I know what it's like to be working on a piece of writing that you know in your heart isn't done yet and you want it to be perfect already! That's a unique kind of waiting that can only come with time. I just opened up my Nano memoir yesterday and realized that I have probably a year or two of writing and revising to do, and I seriously wonder if I have the patience. But I know it's something I've wanted to write for a long time, and if I don't see it through, I will never be happy. So I just have to believe that the process will lead me there. To be proactive about it, I'm going to find someone who is working on a memoir and is at the same stage as me so we can trade feedback during this next year, and I will hire an editor to help keep me on track throughout the year. I will also take classes to turn pieces of my memoir into essays and get feedback, because I think completing something shorter and publishable while working on something long will help me stay sane. :) Are you part of a critique group?

Margo Dill said...

Ha! This post makes me smile because it is so true. Nothing moves fast in the writing business--or so it seems in my writing business anyway. :)

Nicole Pyles said...

@Sioux - Ha, if I get an idea on how to wait better you will TOTALLY be the first to know! Ha, and I love that Sinatra rewrite, how true is that!! And while I wait for feedback, I'm also considering a potential angle if I do decide to rewrite the story AND I'm going to force myself to work on some other stories too. *SIGH* I hate waiting.

@Angela - I'm reading those articles now!

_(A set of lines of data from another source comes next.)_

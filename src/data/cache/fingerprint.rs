//! 报表缓存键
//!
//! 指纹是 (报表 ID, 定义代数, 规范化参数) 的纯函数：参数按名称排序后序列化，
//! 与调用方的插入顺序无关。定义集合替换后代数变化，旧条目不再可达。

use crate::models::ParamValue;
use sha2::{Digest, Sha256};
use std::collections::BTreeMap;

/// 缓存键前缀
pub const FINGERPRINT_PREFIX: &str = "report:";

/// 计算报表指纹
///
/// # 示例
///
/// ```rust
/// let key = fingerprint("sales", 1, params.iter());
/// assert!(key.starts_with("report:"));
/// ```
pub fn fingerprint<'a, I>(report_id: &str, generation: u64, params: I) -> String
where
    I: IntoIterator<Item = (&'a String, &'a ParamValue)>,
{
    let normalized: BTreeMap<&str, serde_json::Value> = params
        .into_iter()
        .map(|(name, value)| (name.as_str(), value.to_json()))
        .collect();

    let mut hasher = Sha256::new();
    hasher.update(report_id.as_bytes());
    // 分隔符防止 id 与参数串拼接产生歧义
    hasher.update([0u8]);
    hasher.update(generation.to_be_bytes());
    for (name, value) in &normalized {
        hasher.update(name.as_bytes());
        hasher.update([b'=']);
        hasher.update(value.to_string().as_bytes());
        hasher.update([0u8]);
    }

    format!("{FINGERPRINT_PREFIX}{:x}", hasher.finalize())
}
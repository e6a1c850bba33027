// Query Executor Trait - 查询执行器接口
//
// 引擎不关心具体的数据源：执行器接收带位置占位符的语句和参数，
// 返回列名与行数据，失败由执行器自行定义并原样上抛。

use crate::models::ParamValue;
use anyhow::Result;
use async_trait::async_trait;
use serde::{Deserialize, Serialize};
use serde_json::Value;

/// 执行器返回的表格数据
#[derive(Debug, Clone, Default, PartialEq, Serialize, Deserialize)]
pub struct QueryOutput {
    pub columns: Vec<String>,
    /// 每行的单元格与列一一对应
    pub rows: Vec<Vec<Value>>,
}

impl QueryOutput {
    pub fn new(columns: Vec<String>, rows: Vec<Vec<Value>>) -> Self {
        Self { columns, rows }
    }
}

/// 查询执行器 Trait
///
/// 实现方负责连接管理、超时和重试；引擎对执行器调用不做任何重试或退避。
#[async_trait]
pub trait QueryExecutor: Send + Sync {
    /// 执行器名称（用于日志）
    fn name(&self) -> &str {
        "executor"
    }

    /// 执行语句
    async fn query(&self, statement: &str, args: &[ParamValue]) -> Result<QueryOutput>;
}

/// 未配置数据源时使用的执行器，所有查询都失败
#[derive(Debug, Default, Clone, Copy)]
pub struct UnconfiguredExecutor;

#[async_trait]
impl QueryExecutor for UnconfiguredExecutor {
    fn name(&self) -> &str {
        "unconfigured"
    }

    async fn query(&self, _statement: &str, _args: &[ParamValue]) -> Result<QueryOutput> {
        anyhow::bail!("未配置查询执行器")
    }
}
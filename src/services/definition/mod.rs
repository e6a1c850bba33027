//! 报表定义存储
//!
//! - `safety`: 查询模板的关键字扫描与表白名单检查
//! - `loader`: 定义文件读取与校验
//! - `store`: 活动定义集合（整体替换）
//! - `watcher`: 定义目录监听与自动重载

pub mod loader;
pub mod safety;
pub mod store;
pub mod watcher;

pub use loader::{DefinitionLoader, DefinitionSet};
pub use store::DefinitionStore;
pub use watcher::DefinitionWatcher;
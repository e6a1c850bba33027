// lib.rs - 报表引擎库入口

pub mod core;
pub mod data;
pub mod models;
pub mod services;
pub mod utils;

pub use models::*;
pub use services::{
    DefinitionStore, DefinitionWatcher, QueryExecutor, QueryOutput, ReportService,
    UnconfiguredExecutor,
};

// 导出核心模块
pub use crate::core::{init_logger, update_log_level, ConfigError, ReportError, ValidationError};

My latest round of feedback will be coming from Zoetrope and my feedback has changed from being straight up specific to vague comments such as the plot needs tightening and "this wasn't really unique." And so backburner simmering is where this story needs to be I guess! And that sounds like an awesome process you have planned out for your memoir! I think that will absolutely help you stay sane!

@Margo - ah, that's so true :) Not fast at all!